START Available data

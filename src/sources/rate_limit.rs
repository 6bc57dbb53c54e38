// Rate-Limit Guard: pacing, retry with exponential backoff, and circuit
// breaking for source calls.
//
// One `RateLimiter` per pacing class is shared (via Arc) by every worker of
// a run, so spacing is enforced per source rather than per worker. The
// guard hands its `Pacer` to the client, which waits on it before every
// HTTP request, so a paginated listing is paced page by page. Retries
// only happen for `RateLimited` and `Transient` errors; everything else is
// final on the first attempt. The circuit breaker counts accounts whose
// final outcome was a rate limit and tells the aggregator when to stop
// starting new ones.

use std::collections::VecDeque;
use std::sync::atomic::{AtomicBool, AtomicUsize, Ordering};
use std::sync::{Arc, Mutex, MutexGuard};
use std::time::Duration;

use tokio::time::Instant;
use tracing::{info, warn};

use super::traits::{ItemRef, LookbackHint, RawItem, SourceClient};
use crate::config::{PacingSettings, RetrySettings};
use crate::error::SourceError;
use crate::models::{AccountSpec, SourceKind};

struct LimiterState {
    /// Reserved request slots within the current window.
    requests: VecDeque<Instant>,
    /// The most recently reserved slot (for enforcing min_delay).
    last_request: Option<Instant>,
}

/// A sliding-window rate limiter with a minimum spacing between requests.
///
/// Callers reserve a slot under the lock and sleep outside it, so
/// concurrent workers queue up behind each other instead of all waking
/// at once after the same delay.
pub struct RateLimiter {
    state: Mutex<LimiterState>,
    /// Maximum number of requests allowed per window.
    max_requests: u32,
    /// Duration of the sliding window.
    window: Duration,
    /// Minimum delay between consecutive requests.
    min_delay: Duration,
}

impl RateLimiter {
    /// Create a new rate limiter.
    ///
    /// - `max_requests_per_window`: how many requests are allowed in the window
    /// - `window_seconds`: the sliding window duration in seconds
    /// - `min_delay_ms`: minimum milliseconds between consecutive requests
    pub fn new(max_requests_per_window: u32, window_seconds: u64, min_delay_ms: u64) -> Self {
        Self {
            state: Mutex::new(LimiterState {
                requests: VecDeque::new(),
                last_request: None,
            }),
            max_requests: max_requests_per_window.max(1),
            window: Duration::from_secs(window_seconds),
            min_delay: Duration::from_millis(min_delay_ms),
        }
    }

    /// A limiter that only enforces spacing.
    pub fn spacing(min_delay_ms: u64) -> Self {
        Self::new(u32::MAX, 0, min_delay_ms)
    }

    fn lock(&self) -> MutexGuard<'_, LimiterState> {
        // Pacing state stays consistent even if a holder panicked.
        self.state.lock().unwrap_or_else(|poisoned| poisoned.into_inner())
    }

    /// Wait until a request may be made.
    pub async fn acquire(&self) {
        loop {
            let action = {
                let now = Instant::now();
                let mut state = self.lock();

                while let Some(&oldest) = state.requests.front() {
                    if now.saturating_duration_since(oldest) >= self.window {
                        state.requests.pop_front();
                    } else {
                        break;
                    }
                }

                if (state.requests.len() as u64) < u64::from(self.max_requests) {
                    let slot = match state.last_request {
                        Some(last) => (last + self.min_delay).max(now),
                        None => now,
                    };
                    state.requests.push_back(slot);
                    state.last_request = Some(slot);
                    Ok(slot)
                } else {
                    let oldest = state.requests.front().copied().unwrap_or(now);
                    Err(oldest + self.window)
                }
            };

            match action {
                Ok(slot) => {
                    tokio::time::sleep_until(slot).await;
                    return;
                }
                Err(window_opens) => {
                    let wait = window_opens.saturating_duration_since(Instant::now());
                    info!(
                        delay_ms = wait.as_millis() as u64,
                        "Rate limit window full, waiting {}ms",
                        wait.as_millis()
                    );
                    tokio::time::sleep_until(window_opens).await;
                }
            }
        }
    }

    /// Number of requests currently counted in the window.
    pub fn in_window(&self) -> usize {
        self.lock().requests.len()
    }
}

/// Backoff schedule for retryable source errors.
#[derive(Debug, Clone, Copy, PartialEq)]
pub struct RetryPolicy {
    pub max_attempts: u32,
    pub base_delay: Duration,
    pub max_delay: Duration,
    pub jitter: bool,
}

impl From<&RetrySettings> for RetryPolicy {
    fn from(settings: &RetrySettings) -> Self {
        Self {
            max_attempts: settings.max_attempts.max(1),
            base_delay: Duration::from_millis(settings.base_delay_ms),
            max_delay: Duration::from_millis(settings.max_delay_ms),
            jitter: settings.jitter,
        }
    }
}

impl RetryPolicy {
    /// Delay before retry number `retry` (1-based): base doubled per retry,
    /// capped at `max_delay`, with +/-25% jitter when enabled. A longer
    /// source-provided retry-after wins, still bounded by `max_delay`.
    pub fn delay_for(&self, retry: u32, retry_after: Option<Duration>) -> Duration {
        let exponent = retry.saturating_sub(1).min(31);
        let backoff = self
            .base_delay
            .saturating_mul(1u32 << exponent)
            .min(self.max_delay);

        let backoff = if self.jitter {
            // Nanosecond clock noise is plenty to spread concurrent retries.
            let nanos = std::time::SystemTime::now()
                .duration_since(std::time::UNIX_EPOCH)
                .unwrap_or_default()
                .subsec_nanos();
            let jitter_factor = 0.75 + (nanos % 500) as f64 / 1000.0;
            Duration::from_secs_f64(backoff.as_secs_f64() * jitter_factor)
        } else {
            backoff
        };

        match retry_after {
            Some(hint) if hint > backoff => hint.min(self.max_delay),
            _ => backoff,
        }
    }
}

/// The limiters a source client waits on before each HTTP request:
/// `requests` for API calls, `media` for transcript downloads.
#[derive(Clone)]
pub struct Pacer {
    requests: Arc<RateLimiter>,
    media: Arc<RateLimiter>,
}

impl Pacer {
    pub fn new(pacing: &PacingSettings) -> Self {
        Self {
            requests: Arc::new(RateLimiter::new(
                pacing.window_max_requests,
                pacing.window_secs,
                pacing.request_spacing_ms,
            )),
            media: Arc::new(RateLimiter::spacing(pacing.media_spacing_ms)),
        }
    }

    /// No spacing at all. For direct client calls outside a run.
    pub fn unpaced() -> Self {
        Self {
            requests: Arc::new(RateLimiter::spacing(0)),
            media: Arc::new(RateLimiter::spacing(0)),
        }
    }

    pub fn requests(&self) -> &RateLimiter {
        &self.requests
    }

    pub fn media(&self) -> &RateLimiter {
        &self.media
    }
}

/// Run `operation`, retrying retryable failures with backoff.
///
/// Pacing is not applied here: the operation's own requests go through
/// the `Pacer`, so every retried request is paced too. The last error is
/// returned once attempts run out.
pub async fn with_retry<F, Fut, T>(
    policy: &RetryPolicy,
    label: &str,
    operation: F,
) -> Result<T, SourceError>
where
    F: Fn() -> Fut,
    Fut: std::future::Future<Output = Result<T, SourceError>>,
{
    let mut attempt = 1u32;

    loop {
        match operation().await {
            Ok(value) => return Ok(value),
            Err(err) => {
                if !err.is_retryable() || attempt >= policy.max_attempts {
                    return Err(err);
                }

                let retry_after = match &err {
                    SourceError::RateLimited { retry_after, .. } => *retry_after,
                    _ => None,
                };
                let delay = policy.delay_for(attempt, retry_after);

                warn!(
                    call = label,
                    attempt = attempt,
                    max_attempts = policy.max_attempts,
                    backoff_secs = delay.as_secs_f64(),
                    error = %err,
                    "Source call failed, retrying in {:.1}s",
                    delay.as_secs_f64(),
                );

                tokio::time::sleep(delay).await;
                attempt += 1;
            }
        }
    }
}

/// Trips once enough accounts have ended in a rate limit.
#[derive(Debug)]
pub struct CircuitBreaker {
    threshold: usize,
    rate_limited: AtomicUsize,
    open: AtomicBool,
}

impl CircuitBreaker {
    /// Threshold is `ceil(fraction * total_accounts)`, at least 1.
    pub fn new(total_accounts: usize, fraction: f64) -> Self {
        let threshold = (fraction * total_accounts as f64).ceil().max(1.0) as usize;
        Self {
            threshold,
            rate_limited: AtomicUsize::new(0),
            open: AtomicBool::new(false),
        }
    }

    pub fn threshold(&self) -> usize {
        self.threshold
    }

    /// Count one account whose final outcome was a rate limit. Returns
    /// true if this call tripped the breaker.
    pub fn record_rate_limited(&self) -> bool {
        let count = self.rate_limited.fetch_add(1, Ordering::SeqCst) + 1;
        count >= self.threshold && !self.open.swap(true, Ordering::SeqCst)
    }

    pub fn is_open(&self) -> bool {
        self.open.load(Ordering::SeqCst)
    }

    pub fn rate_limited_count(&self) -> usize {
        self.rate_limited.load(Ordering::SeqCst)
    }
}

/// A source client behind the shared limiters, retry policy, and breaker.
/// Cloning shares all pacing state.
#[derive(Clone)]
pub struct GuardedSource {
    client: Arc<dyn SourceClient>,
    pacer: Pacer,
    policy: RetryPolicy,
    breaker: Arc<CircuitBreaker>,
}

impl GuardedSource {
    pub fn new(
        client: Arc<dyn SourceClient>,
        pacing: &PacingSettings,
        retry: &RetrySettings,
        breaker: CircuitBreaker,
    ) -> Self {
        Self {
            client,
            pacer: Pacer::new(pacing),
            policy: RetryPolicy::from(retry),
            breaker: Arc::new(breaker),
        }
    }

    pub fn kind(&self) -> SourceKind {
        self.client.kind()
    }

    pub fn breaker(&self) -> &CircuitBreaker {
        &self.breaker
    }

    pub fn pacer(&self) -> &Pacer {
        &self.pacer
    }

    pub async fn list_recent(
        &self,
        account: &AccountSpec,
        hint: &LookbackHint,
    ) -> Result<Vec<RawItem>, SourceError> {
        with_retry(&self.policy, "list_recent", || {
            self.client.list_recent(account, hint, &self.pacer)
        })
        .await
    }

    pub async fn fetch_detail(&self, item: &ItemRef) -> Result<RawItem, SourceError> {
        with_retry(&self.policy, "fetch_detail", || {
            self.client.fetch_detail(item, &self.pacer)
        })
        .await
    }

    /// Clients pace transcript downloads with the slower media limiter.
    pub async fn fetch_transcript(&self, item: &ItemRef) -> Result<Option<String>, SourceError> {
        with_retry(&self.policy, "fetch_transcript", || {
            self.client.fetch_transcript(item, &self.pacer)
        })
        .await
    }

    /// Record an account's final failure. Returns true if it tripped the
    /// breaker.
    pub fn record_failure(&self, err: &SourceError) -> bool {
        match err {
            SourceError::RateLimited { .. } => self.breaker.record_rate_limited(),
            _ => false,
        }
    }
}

END Available data

■ **Exercise**
Where a line above contains the word "GuardedSource", copy that line.

■ **Finished exercise**
pub struct GuardedSource {
impl GuardedSource {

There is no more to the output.